======== INFORMATION ========
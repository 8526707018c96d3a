//! Control plane core for a virtual application network site
//!
//! This library provides:
//! - Service registry tracking local definitions and federated peer snapshots
//! - Service sync over the network's message bus
//! - Reconciliation of proxy workloads and service resources
//! - Per-object retry backoff for the resource controllers

pub mod cluster;
pub mod config;
pub mod engine;
pub mod error;
pub mod loader;
pub mod metrics;
pub mod reconciler;
pub mod registry;
pub mod resources;
pub mod sync;

#[cfg(test)]
mod testing;

pub use cluster::{Cluster, ConfigSourceUpdate};
pub use config::{ControllerConfig, OwnerIdentity};
pub use engine::{Engine, ResourceKind};
pub use error::{CoreError, Result};
pub use metrics::SyncMetrics;
pub use registry::SyncRegistry;
pub use sync::{ServiceSync, SyncBus};
//! In-process bus: every connected link receives every message, including
//! its own, the way a multicast address behaves

use async_trait::async_trait;
use std::sync::atomic::{AtomicUsize, Ordering};
use std::sync::Arc;
use tokio::sync::broadcast;
use tracing::warn;

use super::bus::{BusLink, BusReceiver, BusSender, SyncBus, SyncMessage};
use crate::{CoreError, Result};

#[derive(Clone)]
pub struct MemoryBus {
    tx: broadcast::Sender<SyncMessage>,
    refused_connects: Arc<AtomicUsize>,
    failed_sends: Arc<AtomicUsize>,
    connects: Arc<AtomicUsize>,
}

impl MemoryBus {
    pub fn new(capacity: usize) -> Self {
        let (tx, _) = broadcast::channel(capacity);
        Self {
            tx,
            refused_connects: Arc::new(AtomicUsize::new(0)),
            failed_sends: Arc::new(AtomicUsize::new(0)),
            connects: Arc::new(AtomicUsize::new(0)),
        }
    }

    /// Inject a message as if another site had sent it
    pub fn publish(&self, message: SyncMessage) {
        let _ = self.tx.send(message);
    }

    /// Observe every message sent on the bus
    pub fn subscribe(&self) -> broadcast::Receiver<SyncMessage> {
        self.tx.subscribe()
    }

    /// Refuse the next `count` connection attempts
    pub fn refuse_connects(&self, count: usize) {
        self.refused_connects.store(count, Ordering::SeqCst);
    }

    /// Fail the next `count` sends from any link
    pub fn fail_sends(&self, count: usize) {
        self.failed_sends.store(count, Ordering::SeqCst);
    }

    /// Successful connections so far
    pub fn connects(&self) -> usize {
        self.connects.load(Ordering::SeqCst)
    }
}

impl Default for MemoryBus {
    fn default() -> Self {
        Self::new(64)
    }
}

#[async_trait]
impl SyncBus for MemoryBus {
    async fn connect(&self) -> Result<BusLink> {
        let refused = self
            .refused_connects
            .fetch_update(Ordering::SeqCst, Ordering::SeqCst, |n| n.checked_sub(1))
            .is_ok();
        if refused {
            return Err(CoreError::Bus("connection refused".to_string()));
        }
        self.connects.fetch_add(1, Ordering::SeqCst);
        Ok(BusLink {
            sender: Box::new(MemorySender {
                tx: self.tx.clone(),
                failed_sends: Arc::clone(&self.failed_sends),
            }),
            receiver: Box::new(MemoryReceiver {
                rx: self.tx.subscribe(),
            }),
        })
    }
}

struct MemorySender {
    tx: broadcast::Sender<SyncMessage>,
    failed_sends: Arc<AtomicUsize>,
}

#[async_trait]
impl BusSender for MemorySender {
    async fn send(&mut self, message: &SyncMessage) -> Result<()> {
        let failed = self
            .failed_sends
            .fetch_update(Ordering::SeqCst, Ordering::SeqCst, |n| n.checked_sub(1))
            .is_ok();
        if failed {
            return Err(CoreError::Bus("send failed".to_string()));
        }
        // No subscribers is not an error on a multicast address
        let _ = self.tx.send(message.clone());
        Ok(())
    }
}

struct MemoryReceiver {
    rx: broadcast::Receiver<SyncMessage>,
}

#[async_trait]
impl BusReceiver for MemoryReceiver {
    async fn recv(&mut self) -> Result<SyncMessage> {
        loop {
            match self.rx.recv().await {
                Ok(message) => return Ok(message),
                Err(broadcast::error::RecvError::Lagged(skipped)) => {
                    warn!("Service sync receiver lagged, skipped {} messages", skipped);
                }
                Err(broadcast::error::RecvError::Closed) => {
                    return Err(CoreError::Bus("bus closed".to_string()));
                }
            }
        }
    }
}

#[cfg(test)]
mod tests {
    use super::*;

    #[tokio::test]
    async fn test_links_see_each_other() {
        let bus = MemoryBus::default();
        let mut a = bus.connect().await.unwrap();
        let mut b = bus.connect().await.unwrap();

        a.sender
            .send(&SyncMessage::request("site-a"))
            .await
            .unwrap();
        let seen_by_b = b.receiver.recv().await.unwrap();
        let seen_by_a = a.receiver.recv().await.unwrap();
        assert_eq!(seen_by_b.origin.as_deref(), Some("site-a"));
        assert_eq!(seen_by_a, seen_by_b);
    }

    #[tokio::test]
    async fn test_refused_connects() {
        let bus = MemoryBus::default();
        bus.refuse_connects(1);
        assert!(bus.connect().await.is_err());
        assert!(bus.connect().await.is_ok());
    }
}
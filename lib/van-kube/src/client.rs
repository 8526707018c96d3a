//! Kubernetes client for the site namespace

use k8s_openapi::api::apps::v1::Deployment;
use k8s_openapi::api::core::v1::{ConfigMap, Service};
use kube::{Api, Client};

/// SiteClient wraps the Kubernetes client, scoped to the site's namespace
#[derive(Clone)]
pub struct SiteClient {
    client: Client,
    namespace: String,
}

impl SiteClient {
    /// Create a client from the in-cluster or kubeconfig environment
    pub async fn new(namespace: impl Into<String>) -> anyhow::Result<Self> {
        let client = Client::try_default().await?;
        Ok(Self::from_client(client, namespace))
    }

    pub fn from_client(client: Client, namespace: impl Into<String>) -> Self {
        Self {
            client,
            namespace: namespace.into(),
        }
    }

    pub fn namespace(&self) -> &str {
        &self.namespace
    }

    pub fn config_maps(&self) -> Api<ConfigMap> {
        Api::namespaced(self.client.clone(), &self.namespace)
    }

    pub fn deployments(&self) -> Api<Deployment> {
        Api::namespaced(self.client.clone(), &self.namespace)
    }

    pub fn services(&self) -> Api<Service> {
        Api::namespaced(self.client.clone(), &self.namespace)
    }
}
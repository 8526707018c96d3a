use anyhow::Result;
use std::net::SocketAddr;
use std::sync::Arc;
use tokio::sync::watch;
use tokio::task::JoinHandle;
use tracing::{error, info};
use tracing_subscriber::fmt::init as tracing_init;
use tracing_subscriber::EnvFilter;
use van_core::{ControllerConfig, Engine, SyncMetrics};
use van_kube::{KubeCluster, SiteClient};

mod controllers;
mod server;

const ENV_LOG_FORMAT: &str = "VAN_LOG_FORMAT";

fn init_tracing() {
    if std::env::var(ENV_LOG_FORMAT).as_deref() == Ok("json") {
        tracing_subscriber::fmt()
            .json()
            .with_env_filter(EnvFilter::from_default_env())
            .init();
    } else {
        tracing_init();
    }
}

#[tokio::main]
async fn main() -> Result<()> {
    init_tracing();

    info!("Starting van-controller...");

    let config = ControllerConfig::from_env()?;
    info!(
        origin = %config.origin,
        namespace = %config.namespace,
        "Configuration loaded, services defined in {}",
        config.config_source
    );
    let metrics_addr: SocketAddr = config.metrics_addr.parse()?;

    let client = SiteClient::new(config.namespace.clone()).await?;
    let metrics = SyncMetrics::new()?;
    let cluster = Arc::new(KubeCluster::new(client.clone(), config.config_source.clone()));
    let engine = Engine::new(config.clone(), cluster, metrics.clone());

    let (shutdown_tx, shutdown_rx) = watch::channel(false);

    let mut tasks = controllers::spawn_controllers(&client, &config, &engine, shutdown_rx.clone());
    tasks.extend(start_service_sync(&engine, shutdown_rx.clone()));

    let server_shutdown = shutdown_rx.clone();
    tokio::spawn(async move {
        if let Err(e) = server::serve(metrics_addr, metrics, server_shutdown).await {
            error!("Metrics server error: {}", e);
        }
    });

    tokio::signal::ctrl_c().await?;
    info!("Shutdown signal received, exiting...");

    let _ = shutdown_tx.send(true);
    for task in tasks {
        if let Err(e) = task.await {
            error!("Task failed during shutdown: {}", e);
        }
    }

    Ok(())
}

#[cfg(feature = "amqp")]
fn start_service_sync(engine: &Engine, shutdown: watch::Receiver<bool>) -> Option<JoinHandle<()>> {
    use van_core::sync::{AmqpBus, ServiceSync};

    let config = engine.config();
    let bus = Arc::new(AmqpBus::new(config.bus_url.clone(), &config.origin));
    let sync = ServiceSync::new(engine.clone(), bus);
    Some(tokio::spawn(sync.run(shutdown)))
}

#[cfg(not(feature = "amqp"))]
fn start_service_sync(_engine: &Engine, _shutdown: watch::Receiver<bool>) -> Option<JoinHandle<()>> {
    tracing::warn!("Built without the amqp feature, service sync with peer sites is disabled");
    None
}
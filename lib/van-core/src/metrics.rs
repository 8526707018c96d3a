//! Prometheus metrics for service synchronization and reconciliation

use prometheus::{
    Encoder, IntCounter, IntCounterVec, IntGauge, Opts, Registry, TextEncoder,
};
use std::sync::Arc;

use crate::{CoreError, Result};

/// Metrics shared by every loop of the engine
#[derive(Clone)]
pub struct SyncMetrics {
    /// Snapshots broadcast by this site
    pub snapshots_sent_total: IntCounter,
    /// Snapshots received, by outcome: merged, self, invalid
    pub snapshots_received_total: IntCounterVec,
    /// Reconcile actions applied, by action and resource
    pub reconcile_actions_total: IntCounterVec,
    /// Reconcile actions that failed, by action and resource
    pub reconcile_failures_total: IntCounterVec,
    /// Watched objects dropped after exhausting their retries, by resource kind
    pub queue_drops_total: IntCounterVec,
    /// Records authored by this site
    pub local_services: IntGauge,
    /// Peer sites with records in the federated registry
    pub federated_origins: IntGauge,
    /// Unix time of the last successful broadcast
    pub last_broadcast_timestamp_seconds: IntGauge,
    pub registry: Arc<Registry>,
}

impl SyncMetrics {
    pub fn new() -> Result<Self> {
        let registry = Arc::new(Registry::new());

        let snapshots_sent_total = IntCounter::new(
            "van_snapshots_sent_total",
            "Service sync snapshots broadcast by this site",
        )?;
        let snapshots_received_total = IntCounterVec::new(
            Opts::new(
                "van_snapshots_received_total",
                "Service sync snapshots received by outcome",
            ),
            &["outcome"],
        )?;
        let reconcile_actions_total = IntCounterVec::new(
            Opts::new("van_reconcile_actions_total", "Reconcile actions applied"),
            &["action", "resource"],
        )?;
        let reconcile_failures_total = IntCounterVec::new(
            Opts::new("van_reconcile_failures_total", "Reconcile actions that failed"),
            &["action", "resource"],
        )?;
        let queue_drops_total = IntCounterVec::new(
            Opts::new(
                "van_queue_drops_total",
                "Watched objects dropped after exhausting retries",
            ),
            &["kind"],
        )?;
        let local_services = IntGauge::new("van_local_services", "Locally authored services")?;
        let federated_origins =
            IntGauge::new("van_federated_origins", "Peer sites with federated services")?;
        let last_broadcast_timestamp_seconds = IntGauge::new(
            "van_last_broadcast_timestamp_seconds",
            "Unix time of the last successful snapshot broadcast",
        )?;

        registry.register(Box::new(snapshots_sent_total.clone()))?;
        registry.register(Box::new(snapshots_received_total.clone()))?;
        registry.register(Box::new(reconcile_actions_total.clone()))?;
        registry.register(Box::new(reconcile_failures_total.clone()))?;
        registry.register(Box::new(queue_drops_total.clone()))?;
        registry.register(Box::new(local_services.clone()))?;
        registry.register(Box::new(federated_origins.clone()))?;
        registry.register(Box::new(last_broadcast_timestamp_seconds.clone()))?;

        Ok(Self {
            snapshots_sent_total,
            snapshots_received_total,
            reconcile_actions_total,
            reconcile_failures_total,
            queue_drops_total,
            local_services,
            federated_origins,
            last_broadcast_timestamp_seconds,
            registry,
        })
    }

    /// Gather all metrics in Prometheus text format
    pub fn gather(&self) -> Result<String> {
        let encoder = TextEncoder::new();
        let metric_families = self.registry.gather();
        let mut buffer = vec![];
        encoder.encode(&metric_families, &mut buffer)?;
        String::from_utf8(buffer).map_err(|e| CoreError::Internal(e.to_string()))
    }
}
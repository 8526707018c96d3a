//! Virtual application network API types
//!
//! This library defines the data exchanged between sites and stored in the
//! local configuration source:
//! - ServiceRecord: a declared, network-reachable service address
//! - Headless: per-replica addressable backing for a ServiceRecord
//! - ServiceTarget: the local workload a ServiceRecord forwards to
//! - Well-known names: qualifiers, sync subjects and the sync bus address

pub mod codec;
pub mod legacy;
pub mod names;
pub mod service;

pub use codec::{decode_record, decode_snapshot, encode_record, encode_snapshot};
pub use service::{Headless, ServiceRecord, ServiceTarget};
// Copyright (c) 2026 Christoph Gaffga
// SPDX-License-Identifier: GPL-3.0-only
// https://github.com/cgaffga/phasmtext

//! Hamming(7,4) error correction at the bit level.
//!
//! Each 4-bit nibble is protected by three parity bits, giving a 7-bit block
//! that survives one flipped bit:
//!
//! ```text
//! block layout: [p1, p2, d0, p4, d1, d2, d3]
//! p1 = d0 ^ d1 ^ d3
//! p2 = d0 ^ d2 ^ d3
//! p4 = d1 ^ d2 ^ d3
//! ```
//!
//! A byte is split into two nibbles and encoded as two independent blocks,
//! 14 bits per byte. Decoding computes the syndrome `4*s4 + 2*s2 + s1`; a
//! nonzero syndrome names the 1-based position of the flipped bit, which is
//! corrected in place. Two or more errors in the same block alias onto a
//! wrong single-bit correction and are **not** detectable — the authentication
//! tag upstream catches what this code cannot.

use core::fmt;

/// Encoded bits per source byte (two 7-bit blocks).
pub const BITS_PER_BYTE: usize = 14;

/// Error returned when a Hamming bit sequence has an impossible length.
#[derive(Debug, PartialEq, Eq)]
pub struct HammingLengthError(pub usize);

impl fmt::Display for HammingLengthError {
    fn fmt(&self, f: &mut fmt::Formatter<'_>) -> fmt::Result {
        write!(f, "Hamming: bit length {} is not a multiple of {BITS_PER_BYTE}", self.0)
    }
}

impl std::error::Error for HammingLengthError {}

/// Encode 4 data bits into a 7-bit Hamming block.
pub fn encode_block(d: [u8; 4]) -> [u8; 7] {
    let p1 = d[0] ^ d[1] ^ d[3];
    let p2 = d[0] ^ d[2] ^ d[3];
    let p4 = d[1] ^ d[2] ^ d[3];
    [p1, p2, d[0], p4, d[1], d[2], d[3]]
}

/// Decode a 7-bit Hamming block, correcting at most one flipped bit.
///
/// # Returns
/// The 4 corrected data bits and the 1-based error position (0 = no error).
pub fn decode_block(block: [u8; 7]) -> ([u8; 4], usize) {
    let mut b = block.map(|bit| bit & 1);
    let s1 = b[0] ^ b[2] ^ b[4] ^ b[6];
    let s2 = b[1] ^ b[2] ^ b[5] ^ b[6];
    let s4 = b[3] ^ b[4] ^ b[5] ^ b[6];
    let error = (4 * s4 + 2 * s2 + s1) as usize;

    if error > 0 {
        b[error - 1] ^= 1;
    }

    ([b[2], b[4], b[5], b[6]], error)
}

/// Hamming-encode a byte slice into a bit sequence, 14 bits per byte.
///
/// The high nibble is encoded first, MSB-first within each nibble.
pub fn encode_bytes(data: &[u8]) -> Vec<u8> {
    let mut bits = Vec::with_capacity(data.len() * BITS_PER_BYTE);
    for &byte in data {
        let high = [byte >> 7 & 1, byte >> 6 & 1, byte >> 5 & 1, byte >> 4 & 1];
        let low = [byte >> 3 & 1, byte >> 2 & 1, byte >> 1 & 1, byte & 1];
        bits.extend_from_slice(&encode_block(high));
        bits.extend_from_slice(&encode_block(low));
    }
    bits
}

/// Decode a Hamming bit sequence produced by [`encode_bytes`].
///
/// Corrects up to one flipped bit per 7-bit block and counts each block that
/// needed a repair.
///
/// # Returns
/// The decoded bytes and the number of corrected blocks.
///
/// # Errors
/// Returns [`HammingLengthError`] if `bits.len()` is not a multiple of 14.
pub fn decode_bytes(bits: &[u8]) -> Result<(Vec<u8>, usize), HammingLengthError> {
    if bits.len() % BITS_PER_BYTE != 0 {
        return Err(HammingLengthError(bits.len()));
    }

    let mut bytes = Vec::with_capacity(bits.len() / BITS_PER_BYTE);
    let mut errors = 0;

    for chunk in bits.chunks(BITS_PER_BYTE) {
        let (high, e1) = decode_block(chunk[..7].try_into().expect("7-bit block"));
        let (low, e2) = decode_block(chunk[7..].try_into().expect("7-bit block"));
        errors += usize::from(e1 > 0) + usize::from(e2 > 0);

        let mut byte = 0u8;
        for (i, &bit) in high.iter().enumerate() {
            byte |= bit << (7 - i);
        }
        for (i, &bit) in low.iter().enumerate() {
            byte |= bit << (3 - i);
        }
        bytes.push(byte);
    }

    Ok((bytes, errors))
}

#[cfg(test)]
mod tests {
    use super::*;

    #[test]
    fn block_known_vector() {
        // d = 1011: p1 = 1^0^1 = 0, p2 = 1^1^1 = 1, p4 = 0^1^1 = 0
        assert_eq!(encode_block([1, 0, 1, 1]), [0, 1, 1, 0, 0, 1, 1]);
    }

    #[test]
    fn block_roundtrip_all_nibbles() {
        for n in 0u8..16 {
            let d = [n >> 3 & 1, n >> 2 & 1, n >> 1 & 1, n & 1];
            let (decoded, error) = decode_block(encode_block(d));
            assert_eq!(decoded, d, "nibble {n}");
            assert_eq!(error, 0, "nibble {n}");
        }
    }

    #[test]
    fn single_error_corrected_at_every_position() {
        let d = [1, 0, 0, 1];
        let clean = encode_block(d);
        for pos in 0..7 {
            let mut block = clean;
            block[pos] ^= 1;
            let (decoded, error) = decode_block(block);
            assert_eq!(decoded, d, "flip at {pos}");
            assert_eq!(error, pos + 1, "flip at {pos}");
        }
    }

    #[test]
    fn double_error_is_not_detected() {
        // Two flips in one block alias onto a wrong correction — the decoder
        // still reports a nonzero "error position" but the data is wrong.
        // This is the documented Hamming(7,4) boundary, not a bug.
        let d = [1, 1, 0, 0];
        let mut block = encode_block(d);
        block[0] ^= 1;
        block[3] ^= 1;
        let (decoded, error) = decode_block(block);
        assert_ne!(error, 0);
        assert_ne!(decoded, d);
    }

    #[test]
    fn bytes_roundtrip() {
        let data = [0x00, 0xFF, 0xDE, 0xAD, 0x42];
        let bits = encode_bytes(&data);
        assert_eq!(bits.len(), data.len() * BITS_PER_BYTE);
        let (decoded, errors) = decode_bytes(&bits).unwrap();
        assert_eq!(decoded, data);
        assert_eq!(errors, 0);
    }

    #[test]
    fn bytes_single_flip_per_block_corrected() {
        let data = [0xA5, 0x3C];
        let mut bits = encode_bytes(&data);
        // One flip in the first block, one in the last.
        bits[2] ^= 1;
        bits[21] ^= 1;
        let (decoded, errors) = decode_bytes(&bits).unwrap();
        assert_eq!(decoded, data);
        assert_eq!(errors, 2);
    }

    #[test]
    fn invalid_length_rejected() {
        assert_eq!(decode_bytes(&[0; 13]), Err(HammingLengthError(13)));
        assert_eq!(decode_bytes(&[0; 15]), Err(HammingLengthError(15)));
        // Empty input is a valid zero-byte sequence.
        assert_eq!(decode_bytes(&[]), Ok((vec![], 0)));
    }

    #[test]
    fn error_count_is_per_block() {
        let data = [0xF0];
        let mut bits = encode_bytes(&data);
        // Both blocks of the same byte flipped once each.
        bits[1] ^= 1;
        bits[8] ^= 1;
        let (decoded, errors) = decode_bytes(&bits).unwrap();
        assert_eq!(decoded, data);
        assert_eq!(errors, 2);
    }
}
========
(WORK ITEM) Review the preceding data and report every line that includes the string "KubeCluster".

(RESULT)
use van_kube::{KubeCluster, SiteClient};
    let cluster = Arc::new(KubeCluster::new(client.clone(), config.config_source.clone()));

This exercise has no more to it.